I plan on spawning all at once.

So I'll be pairing the blue marble males to the marble geno females, the super red pair, the dragon pair, and maybe another 2nd generation metallic multi spawn. 

So I'll be doing five spawns as of early November. All these spawns will be in 10-16 gallon, heavily planted (with hornwort, java fern, and duckweed), heated to mid eighties, and with Almond and Maple leaf tannins. 

As far as food I will be only feeding BBS and whatever microorganisms hitch a ride on the plants. As they grow older I'll feed frozen bloodworms, Atison Betta Pro and maybe some fruit flies. 
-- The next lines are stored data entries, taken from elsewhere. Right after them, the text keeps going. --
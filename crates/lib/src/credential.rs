//! AWS credential profiles stored in `credential.yaml`.

use std::collections::BTreeMap;

use anyhow::{Context, Result};
use camino::{Utf8Path, Utf8PathBuf};
use fn_error_context::context;
use serde::{Deserialize, Serialize};

use crate::config::{config_dir, ensure_config_dir, write_private_file};

/// The credential file inside the configuration directory.
pub const CREDENTIAL_FILE: &str = "credential.yaml";
/// Profile used when none is given on the command line.
pub const DEFAULT_PROFILE: &str = "default_profile";

/// One named set of S3 settings. Every field is optional on disk.
#[derive(Debug, Clone, Default, PartialEq, Eq, Serialize, Deserialize)]
pub struct CredentialProfile {
    /// AWS access key id.
    #[serde(default, skip_serializing_if = "Option::is_none")]
    pub aws_access_key: Option<String>,
    /// AWS secret access key.
    #[serde(default, skip_serializing_if = "Option::is_none")]
    pub aws_secret_key: Option<String>,
    /// AWS region.
    #[serde(default, skip_serializing_if = "Option::is_none")]
    pub region: Option<String>,
    /// Target bucket.
    #[serde(default, skip_serializing_if = "Option::is_none")]
    pub bucket: Option<String>,
    /// Key prefix within the bucket.
    #[serde(default, skip_serializing_if = "Option::is_none")]
    pub prefix: Option<String>,
}

/// A partial update; `None` fields are left untouched.
pub type ProfileUpdate = CredentialProfile;

/// All profiles by name.
pub type Credentials = BTreeMap<String, CredentialProfile>;

fn is_present(v: &Option<String>) -> bool {
    v.as_deref().is_some_and(|s| !s.is_empty())
}

impl CredentialProfile {
    /// Overwrite the fields that `update` sets.
    pub fn merge(&mut self, update: ProfileUpdate) {
        let ProfileUpdate {
            aws_access_key,
            aws_secret_key,
            region,
            bucket,
            prefix,
        } = update;
        let fields = [
            (&mut self.aws_access_key, aws_access_key),
            (&mut self.aws_secret_key, aws_secret_key),
            (&mut self.region, region),
            (&mut self.bucket, bucket),
            (&mut self.prefix, prefix),
        ];
        for (slot, value) in fields {
            if value.is_some() {
                *slot = value;
            }
        }
    }
}

/// Problems with the stored credentials that callers may want to tell apart.
#[derive(Debug, thiserror::Error, PartialEq, Eq)]
pub enum CredentialError {
    /// Nothing has been configured yet.
    #[error("No credential file at {0}; run `cli-onprem s3-share init-credential` first")]
    MissingFile(Utf8PathBuf),
    /// The profile is not in the file.
    #[error("Profile '{0}' does not exist")]
    MissingProfile(String),
    /// The profile lacks an access key or secret key.
    #[error("Profile '{0}' has no AWS credentials (aws_access_key, aws_secret_key)")]
    MissingAwsKeys(String),
    /// The profile lacks a bucket.
    #[error("Profile '{0}' has no bucket configured")]
    MissingBucket(String),
}

/// Which fields [`CredentialStore::get_profile`] insists on.
#[derive(Debug, Clone, Copy, Default, PartialEq, Eq)]
pub struct Require {
    /// Both AWS keys must be set.
    pub aws: bool,
    /// The bucket must be set.
    pub bucket: bool,
}

/// The credential file of one configuration directory.
#[derive(Debug, Clone)]
pub struct CredentialStore {
    dir: Utf8PathBuf,
    path: Utf8PathBuf,
}

impl CredentialStore {
    /// The store inside `dir`.
    pub fn open(dir: impl Into<Utf8PathBuf>) -> Self {
        let dir = dir.into();
        let path = dir.join(CREDENTIAL_FILE);
        Self { dir, path }
    }

    /// The store inside the default configuration directory.
    pub fn open_default() -> Result<Self> {
        Ok(Self::open(config_dir()?))
    }

    /// Path of the credential file.
    pub fn path(&self) -> &Utf8Path {
        &self.path
    }

    /// All profiles; a missing or empty file has none.
    #[context("Loading credentials from {}", self.path)]
    pub fn load(&self) -> Result<Credentials> {
        if !self.path.exists() {
            return Ok(Credentials::new());
        }
        let contents = std::fs::read_to_string(&self.path)?;
        if contents.trim().is_empty() {
            return Ok(Credentials::new());
        }
        let creds: Option<Credentials> = serde_yaml::from_str(&contents)?;
        Ok(creds.unwrap_or_default())
    }

    /// Replace the file with `creds`, owner-readable only.
    #[context("Saving credentials to {}", self.path)]
    pub fn save(&self, creds: &Credentials) -> Result<()> {
        ensure_config_dir(&self.dir)?;
        let contents = serde_yaml::to_string(creds)?;
        write_private_file(&self.path, &contents)?;
        tracing::debug!("Wrote {} profile(s) to {}", creds.len(), self.path);
        Ok(())
    }

    /// Whether `name` is stored.
    pub fn profile_exists(&self, name: &str) -> Result<bool> {
        Ok(self.load()?.contains_key(name))
    }

    /// Stored profile names, sorted.
    pub fn list_profiles(&self) -> Result<Vec<String>> {
        Ok(self.load()?.into_keys().collect())
    }

    /// Fetch `name`, checking the fields `require` asks for. Failures are
    /// [`CredentialError`]s inside the returned error.
    pub fn get_profile(&self, name: &str, require: Require) -> Result<CredentialProfile> {
        if !self.path.exists() {
            return Err(CredentialError::MissingFile(self.path.clone()).into());
        }
        let profile = self
            .load()?
            .remove(name)
            .ok_or_else(|| CredentialError::MissingProfile(name.to_string()))?;
        if require.aws
            && !(is_present(&profile.aws_access_key) && is_present(&profile.aws_secret_key))
        {
            return Err(CredentialError::MissingAwsKeys(name.to_string()).into());
        }
        if require.bucket && !is_present(&profile.bucket) {
            return Err(CredentialError::MissingBucket(name.to_string()).into());
        }
        Ok(profile)
    }

    /// Create `name` or merge `update` into it, then save.
    pub fn create_or_update_profile(&self, name: &str, update: ProfileUpdate) -> Result<()> {
        let mut creds = self.load()?;
        creds.entry(name.to_string()).or_default().merge(update);
        self.save(&creds)
            .with_context(|| format!("Updating profile '{name}'"))
    }
}

#[cfg(test)]
mod tests {
    use std::os::unix::fs::PermissionsExt;

    use super::*;

    fn store() -> Result<(tempfile::TempDir, CredentialStore)> {
        let td = tempfile::tempdir()?;
        let dir = Utf8Path::from_path(td.path())
            .context("non-UTF-8 tempdir")?
            .join(".cli-onprem");
        Ok((td, CredentialStore::open(dir)))
    }

    fn some(s: &str) -> Option<String> {
        Some(s.to_string())
    }

    fn credential_error(e: anyhow::Error) -> CredentialError {
        e.downcast::<CredentialError>().unwrap()
    }

    #[test]
    fn test_load_missing_and_empty() -> Result<()> {
        let (_td, store) = store()?;
        assert!(store.load()?.is_empty());
        assert!(store.list_profiles()?.is_empty());
        assert!(!store.profile_exists("x")?);

        ensure_config_dir(&store.dir)?;
        std::fs::write(store.path(), "")?;
        assert!(store.load()?.is_empty());
        Ok(())
    }

    #[test]
    fn test_load_invalid_yaml() -> Result<()> {
        let (_td, store) = store()?;
        ensure_config_dir(&store.dir)?;
        std::fs::write(store.path(), "a: [unclosed\n")?;
        let e = store.load().unwrap_err();
        assert!(format!("{e:#}").contains("Loading credentials"));
        Ok(())
    }

    #[test]
    fn test_save_sets_permissions() -> Result<()> {
        let (_td, store) = store()?;
        store.create_or_update_profile("p", ProfileUpdate::default())?;
        let file_mode = std::fs::metadata(store.path())?.permissions().mode();
        let dir_mode = std::fs::metadata(&store.dir)?.permissions().mode();
        assert_eq!(file_mode & 0o777, 0o600);
        assert_eq!(dir_mode & 0o777, 0o700);
        Ok(())
    }

    #[test]
    fn test_get_profile_errors() -> Result<()> {
        let (_td, store) = store()?;
        let e = credential_error(store.get_profile("test", Require::default()).unwrap_err());
        assert!(matches!(e, CredentialError::MissingFile(_)));
        assert!(e.to_string().contains("init-credential"));

        let mut creds = Credentials::new();
        creds.insert(
            "regional".into(),
            CredentialProfile {
                region: some("us-east-1"),
                ..Default::default()
            },
        );
        creds.insert(
            "keys".into(),
            CredentialProfile {
                aws_access_key: some("AKIATEST"),
                aws_secret_key: some("secret"),
                ..Default::default()
            },
        );
        store.save(&creds)?;

        let e = credential_error(store.get_profile("nope", Require::default()).unwrap_err());
        assert_eq!(e, CredentialError::MissingProfile("nope".into()));

        let require_aws = Require {
            aws: true,
            bucket: false,
        };
        let e = credential_error(store.get_profile("regional", require_aws).unwrap_err());
        assert_eq!(e, CredentialError::MissingAwsKeys("regional".into()));

        let require_bucket = Require {
            aws: false,
            bucket: true,
        };
        let e = credential_error(store.get_profile("keys", require_bucket).unwrap_err());
        assert_eq!(e, CredentialError::MissingBucket("keys".into()));

        // Without requirements anything stored is returned as-is
        let p = store.get_profile("regional", Require::default())?;
        assert_eq!(p.region.as_deref(), Some("us-east-1"));
        assert_eq!(p.aws_access_key, None);
        Ok(())
    }

    #[test]
    fn test_get_profile_success() -> Result<()> {
        let (_td, store) = store()?;
        let full = CredentialProfile {
            aws_access_key: some("AKIATEST"),
            aws_secret_key: some("secret123"),
            region: some("us-west-2"),
            bucket: some("my-bucket"),
            prefix: None,
        };
        store.create_or_update_profile("test", full.clone())?;
        let got = store.get_profile(
            "test",
            Require {
                aws: true,
                bucket: true,
            },
        )?;
        assert_eq!(got, full);
        Ok(())
    }

    #[test]
    fn test_partial_update_merges() -> Result<()> {
        let (_td, store) = store()?;
        store.create_or_update_profile(
            "existing",
            ProfileUpdate {
                aws_access_key: some("AKIAOLD"),
                aws_secret_key: some("oldsecret"),
                region: some("us-east-1"),
                ..Default::default()
            },
        )?;
        store.create_or_update_profile(
            "existing",
            ProfileUpdate {
                region: some("eu-west-1"),
                bucket: some("new-bucket"),
                ..Default::default()
            },
        )?;
        let creds = store.load()?;
        let p = &creds["existing"];
        assert_eq!(p.aws_access_key.as_deref(), Some("AKIAOLD"));
        assert_eq!(p.region.as_deref(), Some("eu-west-1"));
        assert_eq!(p.bucket.as_deref(), Some("new-bucket"));
        Ok(())
    }

    #[test]
    fn test_list_profiles_sorted() -> Result<()> {
        let (_td, store) = store()?;
        for name in ["zeta", "alpha", "mid"] {
            store.create_or_update_profile(name, ProfileUpdate::default())?;
        }
        assert_eq!(store.list_profiles()?, vec!["alpha", "mid", "zeta"]);
        assert!(store.profile_exists("mid")?);
        Ok(())
    }

    #[test]
    fn test_on_disk_format() -> Result<()> {
        let (_td, store) = store()?;
        store.create_or_update_profile(
            DEFAULT_PROFILE,
            ProfileUpdate {
                bucket: some("b"),
                ..Default::default()
            },
        )?;
        let contents = std::fs::read_to_string(store.path())?;
        similar_asserts::assert_eq!(contents, "default_profile:\n  bucket: b\n".to_string());
        Ok(())
    }
}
For growouts the dragons and super reds will get the 30 gallons, the DT butterfly/marble spawn will get the 20 gallon long and the other two will split into two 16 gallon tubs. 

Hopefully, with lots of clean water and good food these guys will be ready for sale by January or February. Note for selling I will be reviewing your posts on the forum to judge if I'm willing to sell to you...I only want the best for my fish.


----------



## Pitluvs (Jun 22, 2011)

Woah busy!! I can't wait to see these babies. What's a breeding/grow out tub? Could you give me a Google link to a picture? LOL


----------



## MrVampire181 (May 12, 2009)

Just tanks that are used for breeding and growing fish. Like a 30 gallon is just a tank but it's specific purpose is to provide room for the young ones to grow up quickly.


----------



## Bambi (Sep 11, 2011)

best of luck. 

I hope to see some pictures of the fish room and parents to be soon. Do you plan on doing a massive spawn log for all 5 spawns?


----------



## Pitluvs (Jun 22, 2011)

Reason I asked is because you put 10g spawning tanks (or tubs). Was wondering what the difference is


----------



## Gloria (Sep 22, 2011)

OMG. You are going to be Mega busy. This is VERY excitting. Hope it all does well. You have to do a giant log for all of individual ones!


----------



## cajunamy (Apr 28, 2011)

PICTURES! And where is your fish room now?


----------



## MrVampire181 (May 12, 2009)

Fishroom is in an unfinished sun room in the basement. Just below where my outdoor set up was. I will be getting pictures tomorrow when I move everything after school (luckily I only have school once a week or there's no way I'd be doing these spawns).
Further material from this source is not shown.